» **SUPPLIED MATERIAL**

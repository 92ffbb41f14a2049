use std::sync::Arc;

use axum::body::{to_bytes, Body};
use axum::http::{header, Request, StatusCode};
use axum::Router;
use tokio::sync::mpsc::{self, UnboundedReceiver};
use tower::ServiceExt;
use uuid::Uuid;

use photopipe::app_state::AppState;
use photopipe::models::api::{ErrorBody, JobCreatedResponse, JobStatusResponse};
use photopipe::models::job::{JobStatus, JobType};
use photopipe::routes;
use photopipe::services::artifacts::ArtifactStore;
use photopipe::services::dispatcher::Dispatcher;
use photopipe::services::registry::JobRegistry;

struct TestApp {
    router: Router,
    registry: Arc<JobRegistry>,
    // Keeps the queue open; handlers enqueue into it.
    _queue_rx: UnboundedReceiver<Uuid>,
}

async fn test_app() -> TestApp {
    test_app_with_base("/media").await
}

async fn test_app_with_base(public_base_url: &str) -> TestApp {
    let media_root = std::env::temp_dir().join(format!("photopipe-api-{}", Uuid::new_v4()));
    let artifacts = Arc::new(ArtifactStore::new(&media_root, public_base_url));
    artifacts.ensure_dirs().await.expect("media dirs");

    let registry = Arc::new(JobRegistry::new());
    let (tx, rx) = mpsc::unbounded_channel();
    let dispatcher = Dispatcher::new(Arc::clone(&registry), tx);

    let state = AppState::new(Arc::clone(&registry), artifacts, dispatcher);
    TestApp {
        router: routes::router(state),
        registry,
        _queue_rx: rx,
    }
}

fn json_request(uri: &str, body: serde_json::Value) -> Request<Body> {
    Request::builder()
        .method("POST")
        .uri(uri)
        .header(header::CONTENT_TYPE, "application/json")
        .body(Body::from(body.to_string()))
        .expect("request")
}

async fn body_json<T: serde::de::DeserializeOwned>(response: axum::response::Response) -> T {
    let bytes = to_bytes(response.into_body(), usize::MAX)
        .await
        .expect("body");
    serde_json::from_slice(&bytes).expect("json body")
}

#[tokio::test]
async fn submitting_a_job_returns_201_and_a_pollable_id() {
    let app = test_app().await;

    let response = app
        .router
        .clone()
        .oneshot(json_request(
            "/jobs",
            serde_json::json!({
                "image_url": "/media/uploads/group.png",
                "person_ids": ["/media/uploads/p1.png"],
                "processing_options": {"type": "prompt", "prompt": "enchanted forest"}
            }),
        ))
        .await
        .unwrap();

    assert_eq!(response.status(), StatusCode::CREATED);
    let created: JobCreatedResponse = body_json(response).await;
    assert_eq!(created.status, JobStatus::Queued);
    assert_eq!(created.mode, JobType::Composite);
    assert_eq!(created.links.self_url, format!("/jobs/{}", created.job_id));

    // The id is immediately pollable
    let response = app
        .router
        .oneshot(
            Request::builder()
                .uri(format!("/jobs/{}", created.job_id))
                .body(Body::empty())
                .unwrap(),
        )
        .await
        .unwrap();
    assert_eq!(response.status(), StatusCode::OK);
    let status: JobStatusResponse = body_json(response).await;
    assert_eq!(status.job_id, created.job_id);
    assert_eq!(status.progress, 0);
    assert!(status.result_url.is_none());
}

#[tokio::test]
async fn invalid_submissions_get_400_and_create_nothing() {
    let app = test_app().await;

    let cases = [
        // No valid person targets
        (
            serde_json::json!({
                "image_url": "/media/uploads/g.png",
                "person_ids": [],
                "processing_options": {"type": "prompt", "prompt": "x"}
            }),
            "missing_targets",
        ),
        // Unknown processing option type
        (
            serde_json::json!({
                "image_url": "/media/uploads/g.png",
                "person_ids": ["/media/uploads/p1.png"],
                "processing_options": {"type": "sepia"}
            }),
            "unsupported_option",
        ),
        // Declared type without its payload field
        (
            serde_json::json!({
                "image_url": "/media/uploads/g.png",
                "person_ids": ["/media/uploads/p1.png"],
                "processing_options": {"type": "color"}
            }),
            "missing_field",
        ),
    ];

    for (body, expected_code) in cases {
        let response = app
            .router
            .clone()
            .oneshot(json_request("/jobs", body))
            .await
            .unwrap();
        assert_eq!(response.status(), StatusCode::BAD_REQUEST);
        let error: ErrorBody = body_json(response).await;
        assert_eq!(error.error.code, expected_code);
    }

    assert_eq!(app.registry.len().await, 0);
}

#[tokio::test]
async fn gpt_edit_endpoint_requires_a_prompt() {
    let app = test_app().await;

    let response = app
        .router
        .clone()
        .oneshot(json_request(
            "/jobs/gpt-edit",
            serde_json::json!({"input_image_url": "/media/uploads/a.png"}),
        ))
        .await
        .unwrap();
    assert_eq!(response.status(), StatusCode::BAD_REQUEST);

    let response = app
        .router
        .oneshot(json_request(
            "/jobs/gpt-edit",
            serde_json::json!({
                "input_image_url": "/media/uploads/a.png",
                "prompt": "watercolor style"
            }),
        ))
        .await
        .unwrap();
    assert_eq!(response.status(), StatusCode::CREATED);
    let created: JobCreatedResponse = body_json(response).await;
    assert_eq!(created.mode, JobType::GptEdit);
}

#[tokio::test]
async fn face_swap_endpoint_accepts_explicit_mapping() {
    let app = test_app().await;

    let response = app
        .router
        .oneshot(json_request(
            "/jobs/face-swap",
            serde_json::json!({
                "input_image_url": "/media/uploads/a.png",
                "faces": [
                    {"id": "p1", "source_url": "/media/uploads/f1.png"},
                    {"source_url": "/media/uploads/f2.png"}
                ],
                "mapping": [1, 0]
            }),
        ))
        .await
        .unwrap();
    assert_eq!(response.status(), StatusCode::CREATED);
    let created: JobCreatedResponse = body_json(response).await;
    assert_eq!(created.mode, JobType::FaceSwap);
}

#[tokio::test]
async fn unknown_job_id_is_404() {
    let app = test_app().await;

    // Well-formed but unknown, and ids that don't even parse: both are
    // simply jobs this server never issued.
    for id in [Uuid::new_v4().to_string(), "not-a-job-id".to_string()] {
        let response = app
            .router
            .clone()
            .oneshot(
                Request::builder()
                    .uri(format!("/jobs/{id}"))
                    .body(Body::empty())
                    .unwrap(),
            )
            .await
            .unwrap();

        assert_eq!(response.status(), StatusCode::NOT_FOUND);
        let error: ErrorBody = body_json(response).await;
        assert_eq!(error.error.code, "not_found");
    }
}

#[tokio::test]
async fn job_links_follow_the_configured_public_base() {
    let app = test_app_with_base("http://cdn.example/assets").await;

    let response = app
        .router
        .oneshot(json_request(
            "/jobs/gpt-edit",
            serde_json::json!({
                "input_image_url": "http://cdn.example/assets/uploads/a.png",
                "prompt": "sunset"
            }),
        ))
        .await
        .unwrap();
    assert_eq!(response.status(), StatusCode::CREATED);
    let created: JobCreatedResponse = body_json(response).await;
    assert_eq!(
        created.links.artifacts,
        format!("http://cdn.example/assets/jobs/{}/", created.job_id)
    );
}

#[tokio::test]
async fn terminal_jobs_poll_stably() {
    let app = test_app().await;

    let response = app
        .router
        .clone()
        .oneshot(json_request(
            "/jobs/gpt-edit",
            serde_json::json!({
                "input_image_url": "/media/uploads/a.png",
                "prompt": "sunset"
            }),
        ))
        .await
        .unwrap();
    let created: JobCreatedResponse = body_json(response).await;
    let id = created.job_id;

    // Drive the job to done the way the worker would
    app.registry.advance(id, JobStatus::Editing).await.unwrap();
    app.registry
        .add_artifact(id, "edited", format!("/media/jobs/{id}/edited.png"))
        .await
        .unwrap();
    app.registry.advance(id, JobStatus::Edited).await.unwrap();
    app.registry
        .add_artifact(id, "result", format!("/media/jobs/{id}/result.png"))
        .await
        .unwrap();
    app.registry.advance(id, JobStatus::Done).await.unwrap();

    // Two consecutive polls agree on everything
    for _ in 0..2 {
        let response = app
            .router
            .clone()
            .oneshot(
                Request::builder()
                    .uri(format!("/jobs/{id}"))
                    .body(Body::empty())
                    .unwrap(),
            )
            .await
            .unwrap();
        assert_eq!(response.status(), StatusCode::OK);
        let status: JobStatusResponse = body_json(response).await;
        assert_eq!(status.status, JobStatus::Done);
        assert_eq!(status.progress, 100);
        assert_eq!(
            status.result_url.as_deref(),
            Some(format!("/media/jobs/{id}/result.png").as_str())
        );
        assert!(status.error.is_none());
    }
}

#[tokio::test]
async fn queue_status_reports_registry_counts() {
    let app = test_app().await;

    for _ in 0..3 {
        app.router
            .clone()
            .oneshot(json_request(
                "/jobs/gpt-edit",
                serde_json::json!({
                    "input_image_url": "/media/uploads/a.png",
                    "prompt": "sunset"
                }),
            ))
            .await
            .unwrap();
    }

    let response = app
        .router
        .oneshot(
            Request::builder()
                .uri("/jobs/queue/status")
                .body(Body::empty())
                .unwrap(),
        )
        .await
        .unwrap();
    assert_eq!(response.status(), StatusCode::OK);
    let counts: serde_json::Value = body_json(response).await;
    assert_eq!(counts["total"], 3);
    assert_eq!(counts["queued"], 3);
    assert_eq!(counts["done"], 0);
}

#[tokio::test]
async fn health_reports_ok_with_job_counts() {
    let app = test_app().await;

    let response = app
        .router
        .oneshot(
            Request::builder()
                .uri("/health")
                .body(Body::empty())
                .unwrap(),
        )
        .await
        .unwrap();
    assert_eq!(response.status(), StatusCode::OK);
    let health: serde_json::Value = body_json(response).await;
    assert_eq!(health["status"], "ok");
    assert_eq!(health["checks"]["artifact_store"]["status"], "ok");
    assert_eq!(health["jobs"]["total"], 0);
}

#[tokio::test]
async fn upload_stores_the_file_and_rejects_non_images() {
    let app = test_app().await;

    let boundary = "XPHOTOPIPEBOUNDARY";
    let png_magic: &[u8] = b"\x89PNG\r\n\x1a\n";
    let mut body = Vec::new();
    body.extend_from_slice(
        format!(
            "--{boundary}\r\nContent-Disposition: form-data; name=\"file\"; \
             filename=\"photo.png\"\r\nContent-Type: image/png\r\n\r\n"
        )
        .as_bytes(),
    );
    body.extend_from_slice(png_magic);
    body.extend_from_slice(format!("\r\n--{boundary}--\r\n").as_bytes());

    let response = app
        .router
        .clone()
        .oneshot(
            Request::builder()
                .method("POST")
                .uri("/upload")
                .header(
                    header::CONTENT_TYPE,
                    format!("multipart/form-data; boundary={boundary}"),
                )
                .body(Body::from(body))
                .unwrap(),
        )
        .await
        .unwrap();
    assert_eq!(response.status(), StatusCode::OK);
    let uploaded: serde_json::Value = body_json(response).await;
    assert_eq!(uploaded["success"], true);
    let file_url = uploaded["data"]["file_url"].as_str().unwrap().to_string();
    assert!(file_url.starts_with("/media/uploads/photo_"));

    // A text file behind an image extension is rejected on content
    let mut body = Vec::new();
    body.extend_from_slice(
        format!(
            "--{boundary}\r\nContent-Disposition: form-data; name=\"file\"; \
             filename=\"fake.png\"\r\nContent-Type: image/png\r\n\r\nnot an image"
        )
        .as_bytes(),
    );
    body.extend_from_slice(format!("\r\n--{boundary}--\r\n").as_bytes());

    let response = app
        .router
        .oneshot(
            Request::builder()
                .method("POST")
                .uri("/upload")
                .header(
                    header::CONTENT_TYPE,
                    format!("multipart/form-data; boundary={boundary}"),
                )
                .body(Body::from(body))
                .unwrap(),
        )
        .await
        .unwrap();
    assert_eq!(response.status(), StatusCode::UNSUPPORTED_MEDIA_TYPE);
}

» **PROBLEM TO WORK ON**
Now copy each line of the entries that mentions "JobType".

» **OUTPUT FOR THIS EXERCISE**
use photopipe::models::job::{JobStatus, JobType};
    assert_eq!(created.mode, JobType::Composite);
    assert_eq!(created.mode, JobType::GptEdit);
    assert_eq!(created.mode, JobType::FaceSwap);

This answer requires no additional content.